§ Activity:
If a line in the material below has the string "parsed", copy it out.

§ Data excerpts:
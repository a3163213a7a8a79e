use logsift_types::{LogEntry, LogLevel, SkipReason};

/// Field separator on input lines
const DELIMITER: char = '|';

/// The four trimmed segments of a well-formed line, not yet validated
#[derive(Clone, Copy, Debug, PartialEq, Eq)]
pub struct RawFields<'a> {
    pub timestamp: &'a str,
    pub level: &'a str,
    pub service: &'a str,
    pub message: &'a str,
}

/// Parser for pipe-delimited log lines
pub struct LineParser;

impl LineParser {
    /// Split a raw line into its four fields
    ///
    /// Returns `None` for blank lines and for lines that do not split into
    /// exactly four segments, including messages that contain a `|`.
    pub fn parse(raw: &str) -> Option<RawFields<'_>> {
        Self::split(raw).ok()
    }

    /// Turn a raw line into a validated entry, or say why it was skipped
    pub fn classify(raw: &str) -> Result<LogEntry, SkipReason> {
        let fields = Self::split(raw)?;

        let level = fields.level.to_uppercase();
        let Some(parsed) = LogLevel::parse(&level) else {
            return Err(SkipReason::InvalidLevel { level });
        };

        Ok(LogEntry::new(
            fields.timestamp.to_string(),
            parsed,
            fields.service.to_string(),
            fields.message.to_string(),
        ))
    }

    fn split(raw: &str) -> Result<RawFields<'_>, SkipReason> {
        let line = raw.trim();
        if line.is_empty() {
            return Err(SkipReason::Blank);
        }

        let parts: Vec<&str> = line.split(DELIMITER).map(str::trim).collect();
        match parts.as_slice() {
            &[timestamp, level, service, message] => Ok(RawFields {
                timestamp,
                level,
                service,
                message,
            }),
            _ => Err(SkipReason::SegmentCount { found: parts.len() }),
        }
    }
}

#[cfg(test)]
mod tests {
    use super::*;

    #[test]
    fn test_parse_trims_line_and_segments() {
        let fields = LineParser::parse("  2024-01-01T10:00:00 | info | auth-svc | login ok  ").unwrap();
        assert_eq!(fields.timestamp, "2024-01-01T10:00:00");
        assert_eq!(fields.level, "info");
        assert_eq!(fields.service, "auth-svc");
        assert_eq!(fields.message, "login ok");
    }

    #[test]
    fn test_parse_blank_line() {
        assert_eq!(LineParser::parse(""), None);
        assert_eq!(LineParser::parse("   \t  "), None);
        assert_eq!(LineParser::classify("\n"), Err(SkipReason::Blank));
    }

    #[test]
    fn test_parse_wrong_segment_count() {
        assert_eq!(
            LineParser::classify("bad line no pipes"),
            Err(SkipReason::SegmentCount { found: 1 })
        );
        assert_eq!(
            LineParser::classify("a | INFO | svc"),
            Err(SkipReason::SegmentCount { found: 3 })
        );
    }

    #[test]
    fn test_parse_rejects_pipe_in_message() {
        let line = "2024-01-01 | INFO | svc | status a|b";
        assert_eq!(LineParser::parse(line), None);
        assert_eq!(
            LineParser::classify(line),
            Err(SkipReason::SegmentCount { found: 5 })
        );
    }

    #[test]
    fn test_parse_keeps_empty_segments() {
        // Empty fields still count as segments; content is not validated here
        let fields = LineParser::parse("|INFO||").unwrap();
        assert_eq!(fields.timestamp, "");
        assert_eq!(fields.service, "");
        assert_eq!(fields.message, "");
    }

    #[test]
    fn test_parse_is_idempotent() {
        let line = " t | warn | svc | msg ";
        assert_eq!(LineParser::parse(line), LineParser::parse(line));
    }

    #[test]
    fn test_classify_uppercases_level() {
        let entry = LineParser::classify("  2024-01-01T10:00:00 | info | auth-svc | login ok  ").unwrap();
        assert_eq!(entry.level, LogLevel::Info);
        assert_eq!(
            entry.format_line(),
            "2024-01-01T10:00:00 | INFO | auth-svc | login ok"
        );
    }

    #[test]
    fn test_classify_invalid_level() {
        assert_eq!(
            LineParser::classify("2024-01-01 | debug | svc | msg"),
            Err(SkipReason::InvalidLevel {
                level: "DEBUG".to_string()
            })
        );
    }

    #[test]
    fn test_classify_multibyte_no_panic() {
        let entry = LineParser::classify("─── | Error | ╭svc╮ | 日本語").unwrap();
        assert_eq!(entry.level, LogLevel::Error);
        assert_eq!(entry.service, "╭svc╮");
    }
}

§ Solution to the problem:
        let Some(parsed) = LogLevel::parse(&level) else {
            parsed,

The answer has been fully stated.